L’identità degli aggressori è ancora un mistero irrisolto. Tuttavia, vi sono alcuni sospetti sul movente: il padre di Khatera. Non a caso, quest’ultimo ha sempre mal visto le intenzioni della figlia. Le ha sempre impedito di proseguire quella strada, non considerandola adatta per una donna. A questo quadro, si aggiungono alcune mosse sospette da parte dell’uomo. Sembrerebbe che egli tenesse conto degli spostamenti della ragazza e dei suoi orari. E’ inoltre emerso che l’uomo era solito ad informare altre persone della situazione della figlia. Pare che questi sospetti si siano rivelati esatti, poiché l’uomo è stato arrestato. Adesso Khatera si ritrova coinvolta in una vita che non avrebbe mai pensato diventasse la sua. L’unica persona che l’appoggia è il marito. La madre la ritiene colpevole dell’arresto del padre, dunque ha chiuso i rapporti con la figlia.
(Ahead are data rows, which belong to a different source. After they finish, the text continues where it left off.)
//!
//! Trellis Chat - natural-language API action planning
//!
//! Turns chat messages into validated, never-executed planned requests
//! against the endpoint catalog, with dependency hints and ranked
//! suggestions when resolution fails.

#![forbid(unsafe_code)]

pub mod planner;
pub mod types;

pub use planner::{ChatPlanner, TOOL_NAME};
pub use types::{ChatRequest, ChatResponse, PlanStatus, ToolCall};
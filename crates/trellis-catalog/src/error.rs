use thiserror::Error;

/// Catalog error types
#[derive(Error, Debug)]
pub enum CatalogError {
    /// The catalog source could not be fetched or parsed. Callers degrade
    /// to an empty, permissive index rather than failing.
    #[error("Catalog unavailable: {0}")]
    Unavailable(String),

    /// The catalog source returned a document in neither supported shape
    #[error("Unrecognized catalog document: {0}")]
    UnrecognizedDocument(String),
}

impl From<reqwest::Error> for CatalogError {
    fn from(err: reqwest::Error) -> Self {
        CatalogError::Unavailable(err.to_string())
    }
}

impl From<serde_json::Error> for CatalogError {
    fn from(err: serde_json::Error) -> Self {
        CatalogError::Unavailable(err.to_string())
    }
}
use serde::{Deserialize, Serialize};
use serde_json::Value;
use std::collections::HashMap;

/// Ephemeral state for a single flow run.
///
/// Holds the trigger payload, the run input, the output of every
/// completed node keyed by its operation key, and the output of the most
/// recently completed node. Mutated append-only as nodes execute and
/// discarded at run end; never shared across runs.
#[derive(Debug, Clone, Default, Serialize, Deserialize)]
pub struct ExecutionContext {
    /// Payload that started the flow
    pub trigger: Value,

    /// Input supplied alongside the trigger
    pub input: Value,

    /// Outputs of completed nodes, keyed by operation key
    pub outputs: HashMap<String, Value>,

    /// Output of the most recently completed node
    pub last: Value,
}

impl ExecutionContext {
    /// Create a context with the given trigger payload
    pub fn new(trigger: Value) -> Self {
        Self {
            trigger,
            input: Value::Null,
            outputs: HashMap::new(),
            last: Value::Null,
        }
    }

    /// Create a context with a trigger payload and run input
    pub fn with_input(trigger: Value, input: Value) -> Self {
        Self {
            trigger,
            input,
            outputs: HashMap::new(),
            last: Value::Null,
        }
    }

    /// Record a completed node's output under its operation key and as
    /// the new `last` value
    pub fn record_output(&mut self, operation_key: &str, output: Value) {
        self.outputs
            .insert(operation_key.to_string(), output.clone());
        self.last = output;
    }

    /// Resolve one of the context roots: `$last`, `$input`, `$trigger`,
    /// or a named operation key
    pub fn root(&self, name: &str) -> Option<&Value> {
        match name {
            "$last" => Some(&self.last),
            "$input" => Some(&self.input),
            "$trigger" => Some(&self.trigger),
            key => self.outputs.get(key),
        }
    }
}
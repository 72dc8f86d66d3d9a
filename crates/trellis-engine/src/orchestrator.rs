//! The top-level flow interpreter.
//!
//! Walks operation nodes in topological order, one at a time. Each node
//! sees only previously-completed outputs: its options are template-
//! resolved against the context as it stands when the node's turn comes.
//! Condition nodes gate their outgoing edges; a node with no active
//! parent is skipped. Failures are recorded per node and halt the run
//! unless the node opts into `continue_on_error` (the default only for
//! `bulk_update_data`). There is no hidden retry policy; retries are
//! explicit extra nodes.

use crate::handlers::{EngineServices, HandlerRegistry};
use crate::EngineError;
use serde_json::Value;
use std::collections::HashSet;
use std::sync::Arc;
use tokio_util::sync::CancellationToken;
use tracing::{debug, info, warn};
use trellis_core::{
    template, FlowGraph, FlowRun, Node, NodeId, NodeKind, OperationType, RunId,
};

/// Handle to a run started with [`FlowEngine::start`]
pub struct StartedRun {
    /// The run's id, known before the run finishes
    pub run_id: RunId,
    /// Cancels the run between nodes
    pub cancel: CancellationToken,
    /// Resolves to the finished run
    pub handle: tokio::task::JoinHandle<Result<FlowRun, EngineError>>,
}

/// Interprets flow graphs against a set of services
pub struct FlowEngine {
    services: EngineServices,
    registry: HandlerRegistry,
}

impl FlowEngine {
    /// Engine with the standard handler registry
    pub fn new(services: EngineServices) -> Self {
        Self {
            services,
            registry: HandlerRegistry::standard(),
        }
    }

    /// Engine with a custom registry
    pub fn with_registry(services: EngineServices, registry: HandlerRegistry) -> Self {
        Self { services, registry }
    }

    /// Execute a flow to completion
    pub async fn execute(
        &self,
        graph: &FlowGraph,
        trigger: Value,
        input: Value,
    ) -> Result<FlowRun, EngineError> {
        self.execute_cancellable(graph, trigger, input, CancellationToken::new())
            .await
    }

    /// Execute a flow, stopping between nodes once `cancel` fires
    pub async fn execute_cancellable(
        &self,
        graph: &FlowGraph,
        trigger: Value,
        input: Value,
        cancel: CancellationToken,
    ) -> Result<FlowRun, EngineError> {
        let run = FlowRun::new(graph.id.clone());
        self.drive(run, graph, trigger, input, cancel).await
    }

    /// Start a run on a spawned task, returning its id and a handle
    /// immediately. Used by webhook triggers that must acknowledge
    /// before the run finishes.
    pub fn start(self: Arc<Self>, graph: FlowGraph, trigger: Value, input: Value) -> StartedRun {
        let run = FlowRun::new(graph.id.clone());
        let run_id = run.id.clone();
        let cancel = CancellationToken::new();
        let child_token = cancel.clone();

        let handle = tokio::spawn(async move {
            self.drive(run, &graph, trigger, input, child_token).await
        });

        StartedRun {
            run_id,
            cancel,
            handle,
        }
    }

    async fn drive(
        &self,
        mut run: FlowRun,
        graph: &FlowGraph,
        trigger: Value,
        input: Value,
        cancel: CancellationToken,
    ) -> Result<FlowRun, EngineError> {
        graph.validate()?;

        let order = graph.topological_order()?;

        // Binding the trigger payload moves Pending -> Running
        run.start(trigger, input)?;
        info!(flow = %graph.id.0, run = %run.id.0, "Flow run started");

        // Nodes whose output exists and whose outgoing edges are live
        let mut active: HashSet<NodeId> = HashSet::new();
        // Condition nodes that evaluated false: completed, but gating
        let mut gated: HashSet<NodeId> = HashSet::new();

        for node in order {
            if node.kind == NodeKind::Trigger {
                active.insert(node.id.clone());
                continue;
            }

            if cancel.is_cancelled() {
                warn!(run = %run.id.0, "Flow run cancelled");
                run.cancel()?;
                return Ok(run);
            }

            let has_active_parent = graph
                .parents(&node.id)
                .into_iter()
                .any(|p| active.contains(p) && !gated.contains(p));
            if !has_active_parent {
                debug!(node = %node.id.0, "Skipping node with no active parent");
                run.record_skipped(&node.id, &node.operation_key);
                continue;
            }

            // Validation guarantees a type on every operation node
            let operation = node
                .operation_type
                .ok_or_else(|| EngineError::UnknownOperation(node.id.0.clone()))?;
            let handler = self.registry.get(operation)?;

            let options = resolve_options(node, handler.raw_option_fields(), &run);

            match handler.execute(&options, &run.context, &self.services).await {
                Ok(output) => {
                    if operation == OperationType::Condition {
                        let passed = output.as_bool().unwrap_or(false);
                        run.record_completed(&node.id, &node.operation_key, output);
                        active.insert(node.id.clone());
                        if !passed {
                            debug!(node = %node.id.0, "Condition gated its branch");
                            gated.insert(node.id.clone());
                        }
                    } else {
                        run.record_completed(&node.id, &node.operation_key, output);
                        active.insert(node.id.clone());
                    }
                }
                Err(e) => {
                    warn!(node = %node.id.0, "Node failed: {e}");
                    run.record_failed(&node.id, &node.operation_key, &e.to_string());

                    if !continues_on_error(&options, operation) {
                        run.fail(format!("Node {} failed: {e}", node.id.0))?;
                        return Ok(run);
                    }
                    // Walk proceeds to siblings; this node's children
                    // see no active parent and are skipped
                }
            }
        }

        run.complete()?;
        info!(run = %run.id.0, "Flow run succeeded");
        Ok(run)
    }
}

/// Resolve every templated field of a node's options against the current
/// context, restoring fields the handler owns verbatim (condition
/// expressions, script bodies).
fn resolve_options(node: &Node, raw_fields: &[&str], run: &FlowRun) -> Value {
    let mut resolved = template::resolve_value(&node.options, &run.context);
    if !raw_fields.is_empty() {
        if let (Value::Object(resolved_map), Value::Object(raw_map)) =
            (&mut resolved, &node.options)
        {
            for field in raw_fields {
                if let Some(raw) = raw_map.get(*field) {
                    resolved_map.insert((*field).to_string(), raw.clone());
                }
            }
        }
    }
    resolved
}

/// Per-node failure policy: explicit `continue_on_error` wins, and
/// `bulk_update_data` defaults to tolerant
fn continues_on_error(options: &Value, operation: OperationType) -> bool {
    options
        .get("continue_on_error")
        .and_then(Value::as_bool)
        .unwrap_or(operation == OperationType::BulkUpdateData)
}

#[cfg(test)]
mod tests {
    use super::*;
    use serde_json::json;
    use trellis_core::Edge;

    #[test]
    fn test_continues_on_error_defaults() {
        assert!(!continues_on_error(&json!({}), OperationType::ReadData));
        assert!(continues_on_error(
            &json!({}),
            OperationType::BulkUpdateData
        ));
        assert!(continues_on_error(
            &json!({"continue_on_error": true}),
            OperationType::ReadData
        ));
        assert!(!continues_on_error(
            &json!({"continue_on_error": false}),
            OperationType::BulkUpdateData
        ));
    }

    #[test]
    fn test_resolve_options_restores_raw_fields() {
        let mut run = FlowRun::new(trellis_core::FlowId("f".to_string()));
        run.start(json!({}), Value::Null).unwrap();
        run.context.record_output("count", json!(3));

        let node = Node::operation(
            "c",
            OperationType::Condition,
            "check",
            json!({
                "expression": "{{ count > 0 }}",
                "label": "{{ count }} items",
            }),
        );

        let resolved = resolve_options(&node, &["expression"], &run);
        // The expression survives untouched for the compiler
        assert_eq!(resolved["expression"], json!("{{ count > 0 }}"));
        // Everything else resolves normally
        assert_eq!(resolved["label"], json!("3 items"));
    }

    #[tokio::test]
    async fn test_graph_validation_precedes_execution() {
        // Duplicate operation keys must be rejected before any node runs
        let graph = FlowGraph::new(
            "f",
            "Dup",
            vec![
                Node::trigger("t"),
                Node::operation("a", OperationType::Log, "same", json!({"message": "x"})),
                Node::operation("b", OperationType::Log, "same", json!({"message": "y"})),
            ],
            vec![Edge::new("t", "a"), Edge::new("a", "b")],
        );

        let engine = FlowEngine::new(crate::test_support::stub_services());
        let result = engine.execute(&graph, json!({}), Value::Null).await;
        assert!(matches!(
            result,
            Err(EngineError::Core(trellis_core::CoreError::ValidationError(_)))
        ));
    }
}
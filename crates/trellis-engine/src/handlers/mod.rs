//! Operation handlers: one per operation type, looked up through a
//! registry keyed by the operation's type tag. Each handler owns the
//! typed options struct it deserializes from the node's (already
//! template-resolved) options value.

mod control;
mod data;
mod http;
mod notify;
mod script;
mod workflow;

pub use control::{ConditionHandler, LogHandler, SleepHandler, TransformHandler};
pub use data::{
    BulkUpdateDataHandler, CreateDataHandler, DeleteDataHandler, ReadDataHandler,
    UpdateDataHandler,
};
pub use http::HttpRequestHandler;
pub use notify::{NotificationHandler, SendEmailHandler};
pub use script::ExecuteCodeHandler;
pub use workflow::{TriggerFlowHandler, TriggerWorkflowHandler};

use crate::backend::{DataBackend, Notifier, WorkflowBackend};
use crate::error::EngineError;
use crate::sandbox::CodeRunner;
use async_trait::async_trait;
use serde_json::Value;
use std::collections::HashMap;
use std::sync::Arc;
use std::time::Duration;
use trellis_catalog::CatalogService;
use trellis_core::{ExecutionContext, OperationType};

/// Everything a handler may need: the catalog, the backend traits, the
/// code runner, and a shared HTTP client
pub struct EngineServices {
    /// Catalog used to validate data requests
    pub catalog: Arc<CatalogService>,
    /// Executes validated data requests
    pub data: Arc<dyn DataBackend>,
    /// Executes workflow/flow triggers
    pub workflows: Arc<dyn WorkflowBackend>,
    /// Delivers notifications and e-mail
    pub notifier: Arc<dyn Notifier>,
    /// Sandboxed code execution
    pub code: Arc<CodeRunner>,
    /// Shared HTTP client for http_request nodes
    pub http: reqwest::Client,
}

impl EngineServices {
    /// Assemble services around the given backends
    pub fn new(
        catalog: Arc<CatalogService>,
        data: Arc<dyn DataBackend>,
        workflows: Arc<dyn WorkflowBackend>,
        notifier: Arc<dyn Notifier>,
    ) -> Self {
        let http = reqwest::Client::builder()
            .timeout(Duration::from_secs(30))
            .connect_timeout(Duration::from_secs(10))
            .build()
            .unwrap_or_default();
        Self {
            catalog,
            data,
            workflows,
            notifier,
            code: Arc::new(CodeRunner::new()),
            http,
        }
    }
}

/// A single operation's execution logic
#[async_trait]
pub trait OperationHandler: Send + Sync {
    /// The operation type this handler serves
    fn operation_type(&self) -> OperationType;

    /// Option fields the orchestrator must hand over untouched instead
    /// of template-resolving (condition expressions and script bodies
    /// own their `{{ }}`/brace syntax)
    fn raw_option_fields(&self) -> &'static [&'static str] {
        &[]
    }

    /// Execute against resolved options and the current context
    async fn execute(
        &self,
        options: &Value,
        ctx: &ExecutionContext,
        services: &EngineServices,
    ) -> Result<Value, EngineError>;
}

/// Registry mapping operation-type tags to handlers
pub struct HandlerRegistry {
    handlers: HashMap<OperationType, Arc<dyn OperationHandler>>,
}

impl HandlerRegistry {
    /// Registry with every built-in operation registered
    pub fn standard() -> Self {
        let mut registry = Self {
            handlers: HashMap::new(),
        };
        registry.register(Arc::new(ReadDataHandler));
        registry.register(Arc::new(CreateDataHandler));
        registry.register(Arc::new(UpdateDataHandler));
        registry.register(Arc::new(DeleteDataHandler));
        registry.register(Arc::new(BulkUpdateDataHandler));
        registry.register(Arc::new(LogHandler));
        registry.register(Arc::new(ConditionHandler));
        registry.register(Arc::new(HttpRequestHandler));
        registry.register(Arc::new(TransformHandler));
        registry.register(Arc::new(SendEmailHandler));
        registry.register(Arc::new(SleepHandler));
        registry.register(Arc::new(NotificationHandler));
        registry.register(Arc::new(ExecuteCodeHandler));
        registry.register(Arc::new(TriggerWorkflowHandler));
        registry.register(Arc::new(TriggerFlowHandler));
        registry
    }

    /// Register (or replace) a handler under its operation type
    pub fn register(&mut self, handler: Arc<dyn OperationHandler>) {
        self.handlers.insert(handler.operation_type(), handler);
    }

    /// Look up the handler for an operation type
    pub fn get(&self, operation: OperationType) -> Result<&Arc<dyn OperationHandler>, EngineError> {
        self.handlers
            .get(&operation)
            .ok_or_else(|| EngineError::UnknownOperation(operation.tag().to_string()))
    }
}

impl Default for HandlerRegistry {
    fn default() -> Self {
        Self::standard()
    }
}

/// Deserialize a handler's typed options struct
pub(crate) fn parse_options<T: serde::de::DeserializeOwned>(
    options: &Value,
) -> Result<T, EngineError> {
    serde_json::from_value(options.clone())
        .map_err(|e| EngineError::InvalidOptions(e.to_string()))
}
Nonostante sembri che siano sempre in aumento le nazioni che promuovono i diritti umani per qualsiasi categoria umana, il processo d’inclusione non può ancora dirsi compiuto. Quando poi parliamo di donne, sembra che alcuni aspetti non vengano affatto presi in considerazione. Quello del lavoro femminile, è ancora oggi un tema discusso e combattuto. Non solo in paesi lontani da noi, ma anche nella nostra stessa realtà. Quante volte si chiede a una donna di scegliere tra famiglia e carriera? Quanto spesso si tende a non includere le persone di genere femminile in alcuni ambiti poiché non le si ritiene adatte? Oppure, potremmo anche porci parecchie domande sul metodo valutativo utilizzato sulle lavoratrici in molteplici luoghi di lavoro. Sono ancora molte le persone che vedono il lavoro come una concessione per le donne, se non un capriccio. Senza invece prendere in considerazione la parola diritto, o dovere.

Tra diritti e libertà

Eppure il femminismo ne ha fatta di strada. Possiamo affermare di vivere in un mondo civilizzato, quando a qualcuno viene impedita la propria realizzazione personale? Ci è consentito affermare che la libertà è un principio proprio di ogni donna? La realtà è che finché un individuo verrà colpito in nome di una giustizia fittizia, non potremo parlare di civiltà o libertà. Quella di Khatera è una storia lontana migliaia di chilometri di noi, ma non siamo comunque esenti da riflessioni. Una donna è stata colpita perché non ritenuta degna di un’esistenza autonoma, scardinata dall’ombra di qualcun altro. Non è la prima. Qualcuno affermerà che non sarà l’ultima. Dovremmo però combattere tutti all’unisono, per far sì che fatti del genere non si verifichino più. Affinché la violenza non sia più vista come un’arma da propugnare a piacimento, ma come la più bassa e la più grave delle azioni umani mai concepite.